An hour after opening, the Dow Jones advanced 0.4% to 33,536.7 points, while the Nasdaq Composite climbed more than 1% to 11,807.2 points. The S&P 500 index rose by 0.7% to 4075.5 points.

US equity markets continue their recovery that began last week, which had seen them gain between 2% and 3% after three consecutive weeks of decline for the S&P.

Fear of persistent inflation that could lead to higher rates for an extended period is giving way to renewed appetite for risky assets, buoyed by hopes of a ‘soft landing’ for the economy. ‘economy.

‘It is true that the prospect of an ideal scenario today seems unlikely, but that of a serious recession is just as much’, underlines a trader.

On the Treasuries market, the yield on 10-year Treasury bills fell to 3.94% after crossing the 4% threshold last week, its highest since last November.

With the decline in bond yields, which represent less competition for equities, investors are slowly rebuilding some positions in the most cyclical sectors.

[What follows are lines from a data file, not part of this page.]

//! Query and mutation handlers over a [`PatientStore`]: the operations the
//! clinic front end calls, with ISO-8601 strings at the boundary.

use chrono::{DateTime, Utc};
use schedule_core::{
    expand_with, next_appointment, occurrence_duration, occurrences_for_patient_with, Appointment,
    ExpansionConfig, Patient, RecurrenceRule, RuleRef, ScheduleError, ValidationError,
};
use serde::{Deserialize, Serialize};

use crate::ids::{IdGenerator, IdKind};
use crate::record::{parse_instant, RuleRecord};
use crate::store::PatientStore;

/// Input for a new patient. Blank contact fields are stored as absent.
#[derive(Debug, Clone, Default, Deserialize)]
#[serde(rename_all = "camelCase")]
pub struct NewPatient {
    pub name: String,
    #[serde(default)]
    pub phone: Option<String>,
    #[serde(default)]
    pub email: Option<String>,
    #[serde(default)]
    pub address: Option<String>,
    #[serde(default)]
    pub medical_history: Option<String>,
}

impl NewPatient {
    pub fn named(name: impl Into<String>) -> Self {
        Self {
            name: name.into(),
            ..Self::default()
        }
    }
}

/// Partial update of a patient's details. Absent fields are left alone; a
/// blank contact field clears the stored value.
#[derive(Debug, Clone, Default, Deserialize)]
#[serde(rename_all = "camelCase")]
pub struct PatientPatch {
    #[serde(default)]
    pub name: Option<String>,
    #[serde(default)]
    pub phone: Option<String>,
    #[serde(default)]
    pub email: Option<String>,
    #[serde(default)]
    pub address: Option<String>,
    #[serde(default)]
    pub medical_history: Option<String>,
}

#[derive(Debug, Clone, Serialize, PartialEq, Eq)]
pub struct PatientSummary {
    pub id: String,
    pub name: String,
}

/// An appointment together with whom it is for, as the calendar shows it.
#[derive(Debug, Clone, Serialize, PartialEq, Eq)]
pub struct CalendarEntry {
    #[serde(flatten)]
    pub appointment: Appointment,
    pub patient: PatientSummary,
}

/// Input for a stored appointment not tied to any rule.
#[derive(Debug, Clone, Deserialize)]
#[serde(rename_all = "camelCase")]
pub struct NewOneTimeAppointment {
    pub patient_id: String,
    pub start_date_time: String,
    #[serde(default)]
    pub end_date_time: Option<String>,
    #[serde(default)]
    pub note: Option<String>,
}

/// Input for editing one occurrence of a rule.
#[derive(Debug, Clone, Deserialize)]
#[serde(rename_all = "camelCase")]
pub struct NewException {
    pub rule_id: String,
    /// The occurrence's unmodified start.
    pub original_start_date_time: String,
    #[serde(default)]
    pub new_start_date_time: Option<String>,
    #[serde(default)]
    pub new_end_date_time: Option<String>,
    #[serde(default)]
    pub note: Option<String>,
}

pub struct ScheduleService<S, G> {
    store: S,
    ids: G,
    config: ExpansionConfig,
}

impl<S: PatientStore, G: IdGenerator> ScheduleService<S, G> {
    pub fn new(store: S, ids: G) -> Self {
        Self::with_config(store, ids, ExpansionConfig::default())
    }

    pub fn with_config(store: S, ids: G, config: ExpansionConfig) -> Self {
        Self { store, ids, config }
    }

    pub fn store(&self) -> &S {
        &self.store
    }

    pub fn all_patients(&self) -> Result<Vec<Patient>, ScheduleError> {
        self.store.load_all()
    }

    pub fn patient(&self, patient_id: &str) -> Result<Patient, ScheduleError> {
        self.store.load(patient_id)
    }

    /// Merged appointments of one patient in `[from, to]`.
    pub fn appointments_by_patient(
        &self,
        patient_id: &str,
        from: &str,
        to: &str,
    ) -> Result<Vec<Appointment>, ScheduleError> {
        let (from, to) = parse_window(from, to)?;
        let patient = self.store.load(patient_id)?;
        Ok(occurrences_for_patient_with(&patient, from, to, &self.config))
    }

    /// Merged appointments of every patient in `[from, to]`, each tagged
    /// with its patient, for calendar views.
    pub fn appointments_in_range(&self, from: &str, to: &str) -> Result<Vec<CalendarEntry>, ScheduleError> {
        let (from, to) = parse_window(from, to)?;
        let mut entries: Vec<CalendarEntry> = self
            .store
            .load_all()?
            .iter()
            .flat_map(|patient| {
                occurrences_for_patient_with(patient, from, to, &self.config)
                    .into_iter()
                    .map(|appointment| CalendarEntry {
                        appointment,
                        patient: PatientSummary {
                            id: patient.id.clone(),
                            name: patient.name.clone(),
                        },
                    })
            })
            .collect();
        entries.sort_by(|a, b| {
            a.appointment
                .start_date_time
                .cmp(&b.appointment.start_date_time)
                .then_with(|| a.appointment.id.cmp(&b.appointment.id))
        });
        Ok(entries)
    }

    pub fn next_appointment(
        &self,
        patient_id: &str,
        now: DateTime<Utc>,
    ) -> Result<Option<Appointment>, ScheduleError> {
        let patient = self.store.load(patient_id)?;
        Ok(next_appointment(&patient, now, &self.config))
    }

    pub fn create_patient(&mut self, input: NewPatient) -> Result<Patient, ScheduleError> {
        let name = required_name(&input.name)?;
        let now = Utc::now();
        let patient = Patient {
            phone: non_blank(input.phone),
            email: non_blank(input.email),
            address: non_blank(input.address),
            medical_history: non_blank(input.medical_history),
            created_at: Some(now),
            updated_at: Some(now),
            ..Patient::new(self.ids.next_id(IdKind::Patient), name)
        };
        self.store.save(patient.clone())?;
        tracing::info!(patient_id = %patient.id, "created patient");
        Ok(patient)
    }

    pub fn update_patient(&mut self, patient_id: &str, patch: PatientPatch) -> Result<Patient, ScheduleError> {
        let mut patient = self.store.load(patient_id)?;
        if let Some(name) = patch.name.as_deref() {
            patient.name = required_name(name)?;
        }
        if let Some(phone) = patch.phone {
            patient.phone = non_blank(Some(phone));
        }
        if let Some(email) = patch.email {
            patient.email = non_blank(Some(email));
        }
        if let Some(address) = patch.address {
            patient.address = non_blank(Some(address));
        }
        if let Some(history) = patch.medical_history {
            patient.medical_history = non_blank(Some(history));
        }
        patient.updated_at = Some(Utc::now());
        self.store.save(patient.clone())?;

        tracing::info!(patient_id, "updated patient");
        Ok(patient)
    }

    /// Remove a patient with all of their rules and appointments.
    pub fn delete_patient(&mut self, patient_id: &str) -> Result<(), ScheduleError> {
        self.store.delete(patient_id)?;
        tracing::info!(patient_id, "deleted patient");
        Ok(())
    }

    /// Store a new rule under the patient named by `input.patient_id`.
    pub fn create_recurrence_rule(&mut self, input: RuleRecord) -> Result<RecurrenceRule, ScheduleError> {
        let patient_id = input
            .patient_id
            .clone()
            .ok_or(ValidationError::Empty { field: "patientId" })?;
        let mut patient = self.store.load(&patient_id)?;

        let rule_id = self.ids.next_id(IdKind::Rule);
        let rule = input.into_rule(Some(&rule_id), Some(&patient_id))?;
        patient.recurrence_rules.push(rule.clone());
        self.store.save(patient)?;

        tracing::info!(rule_id = %rule.id(), patient_id = %patient_id, rrule = %rule, "created recurrence rule");
        Ok(rule)
    }

    /// Replace the definition of an existing rule, keeping its id and owner.
    pub fn update_recurrence_rule(
        &mut self,
        rule_id: &str,
        input: RuleRecord,
    ) -> Result<RecurrenceRule, ScheduleError> {
        let mut patient = self.owner_of_rule(rule_id)?;
        let rule = input.into_rule(Some(rule_id), Some(&patient.id))?;

        if let Some(existing) = patient
            .recurrence_rules
            .iter_mut()
            .find(|existing| existing.id() == rule_id)
        {
            *existing = rule.clone();
        }
        self.store.save(patient)?;

        tracing::info!(rule_id, rrule = %rule, "updated recurrence rule");
        Ok(rule)
    }

    /// Remove a rule. Exceptions created for it stay as standalone records.
    pub fn delete_recurrence_rule(&mut self, rule_id: &str) -> Result<(), ScheduleError> {
        let mut patient = self.owner_of_rule(rule_id)?;
        patient.recurrence_rules.retain(|rule| rule.id() != rule_id);
        self.store.save(patient)?;
        tracing::info!(rule_id, "deleted recurrence rule");
        Ok(())
    }

    pub fn create_one_time_appointment(
        &mut self,
        input: NewOneTimeAppointment,
    ) -> Result<Appointment, ScheduleError> {
        let mut patient = self.store.load(&input.patient_id)?;
        let start = parse_instant(&input.start_date_time)?;
        let end = resolve_end(start, input.end_date_time.as_deref())?;

        let mut appointment =
            Appointment::one_off(self.ids.next_id(IdKind::Appointment), &patient.id, start, end);
        appointment.note = input.note;
        patient.appointments.push(appointment.clone());
        self.store.save(patient)?;

        tracing::info!(appointment_id = %appointment.id, "created one-time appointment");
        Ok(appointment)
    }

    /// Store an edit of one occurrence. A second edit of the same occurrence
    /// replaces the first one.
    pub fn create_exception_for_rule(&mut self, input: NewException) -> Result<Appointment, ScheduleError> {
        let mut patient = self.owner_of_rule(&input.rule_id)?;
        let original = parse_instant(&input.original_start_date_time)?;

        let is_occurrence = patient
            .rule(&input.rule_id)
            .map(|rule| !expand_with(rule, original, original, &self.config).is_empty())
            .unwrap_or(false);
        if !is_occurrence {
            return Err(ValidationError::NotAnOccurrence {
                rule_id: input.rule_id,
                instant: original,
            }
            .into());
        }

        let start = match input.new_start_date_time.as_deref() {
            Some(start) => parse_instant(start)?,
            None => original,
        };
        let end = resolve_end(start, input.new_end_date_time.as_deref())?;

        let previous = patient.appointments.iter().position(|appointment| {
            appointment.is_exception
                && appointment.recurrence_id == Some(original)
                && appointment.rule_id() == Some(input.rule_id.as_str())
        });
        let id = match previous {
            Some(position) => patient.appointments.remove(position).id,
            None => self.ids.next_id(IdKind::Appointment),
        };

        let exception = Appointment {
            id,
            patient_id: patient.id.clone(),
            start_date_time: start,
            end_date_time: end,
            note: input.note,
            recurrence_rule: Some(RuleRef::new(&input.rule_id)),
            recurrence_id: Some(original),
            is_exception: true,
        };
        patient.appointments.push(exception.clone());
        self.store.save(patient)?;

        tracing::info!(
            appointment_id = %exception.id,
            rule_id = %input.rule_id,
            recurrence_id = %original,
            "stored exception"
        );
        Ok(exception)
    }

    /// Delete a stored one-off or exception.
    pub fn delete_appointment(&mut self, appointment_id: &str) -> Result<(), ScheduleError> {
        let mut patient = self
            .store
            .load_all()?
            .into_iter()
            .find(|patient| patient.appointments.iter().any(|a| a.id == appointment_id))
            .ok_or_else(|| ScheduleError::not_found("appointment", appointment_id))?;
        patient.appointments.retain(|a| a.id != appointment_id);
        self.store.save(patient)?;
        tracing::info!(appointment_id, "deleted appointment");
        Ok(())
    }

    fn owner_of_rule(&self, rule_id: &str) -> Result<Patient, ScheduleError> {
        self.store
            .load_all()?
            .into_iter()
            .find(|patient| patient.rule(rule_id).is_some())
            .ok_or_else(|| ScheduleError::not_found("rule", rule_id))
    }
}

/// Parse a `[from, to]` query window. A reversed window is not an error; it
/// simply matches nothing.
pub fn parse_window(from: &str, to: &str) -> Result<(DateTime<Utc>, DateTime<Utc>), ValidationError> {
    Ok((parse_instant(from)?, parse_instant(to)?))
}

fn required_name(name: &str) -> Result<String, ValidationError> {
    match name.trim() {
        "" => Err(ValidationError::Empty { field: "name" }),
        trimmed => Ok(trimmed.to_string()),
    }
}

fn non_blank(value: Option<String>) -> Option<String> {
    value.filter(|value| !value.trim().is_empty())
}

fn resolve_end(start: DateTime<Utc>, end: Option<&str>) -> Result<DateTime<Utc>, ValidationError> {
    let end = match end {
        Some(end) => parse_instant(end)?,
        None => start + occurrence_duration(),
    };
    if end < start {
        return Err(ValidationError::EndBeforeStart { start, end });
    }
    Ok(end)
}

Only two of the 11 compartments of the S&P 500 are evolving in the red, that of energy accusing for the moment the worst sector performance with a drop of more than 0.7%.

On the oil market, light crude (West Texas Intermediate, WTI) fell 0.4% to 79.4 dollars.

With an increase of 1.7%, technology stocks on the contrary posted the best sector performance, driven in particular by Apple (+2.8%) which benefited from a favorable recommendation from Goldman Sachs.

The firm at the apple – which should benefit according to Goldman from the solidity of its services activity – makes by far the strongest contribution to the progression of the Dow Jones.

In terms of economic indicators, orders to US industry fell 1.6% in January, a figure that reflects the current fragility of the manufacturing sector across the Atlantic.